• WHAT IS REQUIRED
All of the records need to be retyped exactly, with no line dropped.

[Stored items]
══════

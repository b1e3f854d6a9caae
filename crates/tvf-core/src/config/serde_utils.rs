//! Shared serde helpers for configuration

/// Serialize `std::time::Duration` as whole seconds.
///
/// # Example
///
/// ```
/// use std::time::Duration;
/// use serde::{Deserialize, Serialize};
///
/// #[derive(Serialize, Deserialize)]
/// struct Config {
///     #[serde(with = "tvf_core::config::serde_utils::duration_secs")]
///     window: Duration,
/// }
///
/// let config: Config = toml::from_str("window = 300").unwrap();
/// assert_eq!(config.window, Duration::from_secs(300));
/// ```
pub mod duration_secs {
    use serde::{self, Deserialize, Deserializer, Serializer};
    use std::time::Duration;

    /// Serialize a Duration as seconds (u64)
    pub fn serialize<S>(duration: &Duration, serializer: S) -> Result<S::Ok, S::Error>
    where
        S: Serializer,
    {
        serializer.serialize_u64(duration.as_secs())
    }

    /// Deserialize a Duration from seconds (u64)
    pub fn deserialize<'de, D>(deserializer: D) -> Result<Duration, D::Error>
    where
        D: Deserializer<'de>,
    {
        let secs = u64::deserialize(deserializer)?;
        Ok(Duration::from_secs(secs))
    }
}

#[cfg(test)]
mod tests {
    use super::*;
    use serde::{Deserialize, Serialize};
    use std::time::Duration;

    #[derive(Debug, PartialEq, Serialize, Deserialize)]
    struct Window {
        #[serde(with = "duration_secs")]
        stale: Duration,
    }

    #[test]
    fn test_duration_secs_serialize() {
        let window = Window {
            stale: Duration::from_secs(300),
        };
        assert_eq!(serde_json::to_string(&window).unwrap(), r#"{"stale":300}"#);
    }

    #[test]
    fn test_duration_secs_rejects_negative() {
        assert!(serde_json::from_str::<Window>(r#"{"stale":-5}"#).is_err());
    }

    #[test]
    fn test_duration_secs_truncates_subsecond() {
        let window = Window {
            stale: Duration::from_millis(1500),
        };
        let json = serde_json::to_string(&window).unwrap();
        let parsed: Window = serde_json::from_str(&json).unwrap();
        assert_eq!(parsed.stale, Duration::from_secs(1));
    }
}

══════

• RESULT OF THE EXERCISE
repository b1e3f854d6a9caae
filename crates/tvf-core/src/config/serde_utils.rs
//! Shared serde helpers for configuration

/// Serialize `std::time::Duration` as whole seconds.
///
/// # Example
///
/// ```
/// use std::time::Duration;
/// use serde::{Deserialize, Serialize};
///
/// #[derive(Serialize, Deserialize)]
/// struct Config {
///     #[serde(with = "tvf_core::config::serde_utils::duration_secs")]
///     window: Duration,
/// }
///
/// let config: Config = toml::from_str("window = 300").unwrap();
/// assert_eq!(config.window, Duration::from_secs(300));
/// ```
pub mod duration_secs {
    use serde::{self, Deserialize, Deserializer, Serializer};
    use std::time::Duration;

    /// Serialize a Duration as seconds (u64)
    pub fn serialize<S>(duration: &Duration, serializer: S) -> Result<S::Ok, S::Error>
    where
        S: Serializer,
    {
        serializer.serialize_u64(duration.as_secs())
    }

    /// Deserialize a Duration from seconds (u64)
    pub fn deserialize<'de, D>(deserializer: D) -> Result<Duration, D::Error>
    where
        D: Deserializer<'de>,
    {
        let secs = u64::deserialize(deserializer)?;
        Ok(Duration::from_secs(secs))
    }
}

#[cfg(test)]
mod tests {
    use super::*;
    use serde::{Deserialize, Serialize};
    use std::time::Duration;

    #[derive(Debug, PartialEq, Serialize, Deserialize)]
    struct Window {
        #[serde(with = "duration_secs")]
        stale: Duration,
    }

    #[test]
    fn test_duration_secs_serialize() {
        let window = Window {
            stale: Duration::from_secs(300),
        };
        assert_eq!(serde_json::to_string(&window).unwrap(), r#"{"stale":300}"#);
    }

    #[test]
    fn test_duration_secs_rejects_negative() {
        assert!(serde_json::from_str::<Window>(r#"{"stale":-5}"#).is_err());
    }

    #[test]
    fn test_duration_secs_truncates_subsecond() {
        let window = Window {
            stale: Duration::from_millis(1500),
        };
        let json = serde_json::to_string(&window).unwrap();
        let parsed: Window = serde_json::from_str(&json).unwrap();
        assert_eq!(parsed.stale, Duration::from_secs(1));
    }
}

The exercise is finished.